TASK PROMPT »
Begin at the line containing "identifier: String, message: String" in the entries below and end at the line containing "output does not"; transcribe that range exactly and nothing outside it.

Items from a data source

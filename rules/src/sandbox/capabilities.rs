//! The fixed capability set visible to rule code.

use mlua::{Lua, Table, Value};

use crate::sandbox::modules::{self, ModuleScope};
use crate::sandbox::timers::{self, SharedTimers};
use crate::sandbox::{buffer, console};

const SAFE_BUILTINS: &[&str] = &[
    "assert",
    "error",
    "ipairs",
    "next",
    "pairs",
    "pcall",
    "rawequal",
    "rawget",
    "rawlen",
    "rawset",
    "select",
    "setmetatable",
    "tonumber",
    "tostring",
    "type",
    "xpcall",
];

const LIBRARIES: &[&str] = &["string", "table", "math", "utf8", "coroutine"];

/// Builtins plus private copies of the standard libraries.
fn library_environment(lua: &Lua) -> mlua::Result<Table> {
    let globals = lua.globals();
    let env = lua.create_table()?;
    for name in SAFE_BUILTINS {
        env.raw_set(*name, globals.raw_get::<Value>(*name)?)?;
    }
    for name in LIBRARIES {
        let Value::Table(library) = globals.raw_get::<Value>(*name)? else {
            continue;
        };
        let copy = lua.create_table()?;
        library.for_each(|key: Value, value: Value| copy.raw_set(key, value))?;
        env.raw_set(*name, copy)?;
    }
    Ok(env)
}

/// Everything a rule (or a module it requires) may reach for, bound to one
/// invocation.
#[derive(Clone)]
pub(crate) struct CapabilityScope {
    timers: SharedTimers,
    modules: Option<ModuleScope>,
}

impl CapabilityScope {
    pub(crate) fn new(timers: SharedTimers, modules: Option<ModuleScope>) -> Self {
        Self { timers, modules }
    }

    pub(crate) fn modules(&self) -> Option<&ModuleScope> {
        self.modules.as_ref()
    }

    /// Fresh environment table for code identified by `origin`.
    pub(crate) fn environment(&self, lua: &Lua, origin: &str) -> mlua::Result<Table> {
        let env = library_environment(lua)?;
        timers::install(lua, &env, &self.timers)?;
        buffer::install(lua, &env)?;
        console::install(lua, &env, origin)?;
        if self.modules.is_some() {
            modules::install(lua, &env, self)?;
        }
        Ok(env)
    }
}
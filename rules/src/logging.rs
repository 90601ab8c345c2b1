//! Diagnostics for the rules runner and for rule code itself.
//!
//! Runner events and the `console`/`print` output of rules go through
//! `tracing`. Rule output uses the `rules::sandbox` target and carries the
//! rule identifier as the `rule` field.

use tracing_subscriber::{EnvFilter, fmt, layer::SubscriberExt, util::SubscriberInitExt};

/// Initialize tracing subscriber.
///
/// Reads `RUST_LOG` env var. Defaults to `warn` if unset.
/// Output: stderr, compact format.
///
/// # Example
/// ```bash
/// RUST_LOG=rules::sandbox=info rules run --user user.json --context context.json
/// ```
pub fn init() {
    let filter = EnvFilter::try_from_default_env().unwrap_or_else(|_| EnvFilter::new("warn"));

    tracing_subscriber::registry()
        .with(filter)
        .with(fmt::layer().with_writer(std::io::stderr).compact())
        .init();
}
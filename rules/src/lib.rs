//! Sandboxed execution of tenant-authored authentication rules.
//!
//! Rules are Lua functions loaded from a directory. For every simulated
//! login the [`RulesRunner`] threads one `(user, context)` pair through all
//! of them in file order, each inside a fresh interpreter that only exposes
//! a curated capability set. The crate is split the usual way:
//!
//! - **[`core`]**: Pure, deterministic logic (data model, chain state machine).
//!   No I/O, no interpreter.
//! - **[`io`]**: Configuration, rule discovery and input documents.
//! - **[`sandbox`]**: The per-invocation Lua host and its capabilities.
//!
//! [`registry`] and [`executor`] tie these together.

pub mod core;
pub mod error;
pub mod executor;
pub mod exit_codes;
pub mod io;
pub mod logging;
pub mod registry;
pub mod sandbox;
#[cfg(any(test, feature = "test-support"))]
pub mod test_support;

pub use crate::core::types::{
    Claims, DiagnosticKind, ErrorPolicy, Redirect, RuleContext, RuleDiagnostic, RuleSignal,
    RuleSource, RuleUser,
};
pub use error::RulesError;
pub use executor::{RulesRunner, RunOutcome};
pub use registry::{CompiledRule, Registry};
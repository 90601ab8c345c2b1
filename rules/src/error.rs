//! Error taxonomy for rule loading and execution.
//!
//! Startup errors (configuration, missing directory, unreadable or
//! uncompilable sources) are fatal. Rule runtime errors only surface here
//! under the strict error policy; the default policy records them as
//! diagnostics instead.

use std::path::PathBuf;

use thiserror::Error;

pub type Result<T> = std::result::Result<T, RulesError>;

#[derive(Debug, Error)]
pub enum RulesError {
    #[error("invalid rules configuration: {message}")]
    Configuration { message: String },

    #[error("no rules directory at {}", path.display())]
    NotFound { path: PathBuf },

    #[error("cannot read rule source {identifier}: {source}")]
    UnreadableSource {
        identifier: String,
        #[source]
        source: std::io::Error,
    },

    #[error("rule {identifier} failed to compile: {message}")]
    Compile { identifier: String, message: String },

    #[error("rule {rule} failed: {message}")]
    RuleRuntime { rule: String, message: String },

    #[error("sandbox construction failed: {message}")]
    SandboxConstruction { message: String },

    #[error("rule output does not fit the user/context shape: {message}")]
    Marshal { message: String },
}

impl RulesError {
    pub(crate) fn configuration(message: impl Into<String>) -> Self {
        Self::Configuration {
            message: message.into(),
        }
    }

    pub(crate) fn sandbox(err: impl std::fmt::Display) -> Self {
        Self::SandboxConstruction {
            message: err.to_string(),
        }
    }
}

YOUR SOLUTION »
    Compile { identifier: String, message: String },

    #[error("rule {rule} failed: {message}")]
    RuleRuntime { rule: String, message: String },

    #[error("sandbox construction failed: {message}")]
    SandboxConstruction { message: String },

    #[error("rule output does not fit the user/context shape: {message}")]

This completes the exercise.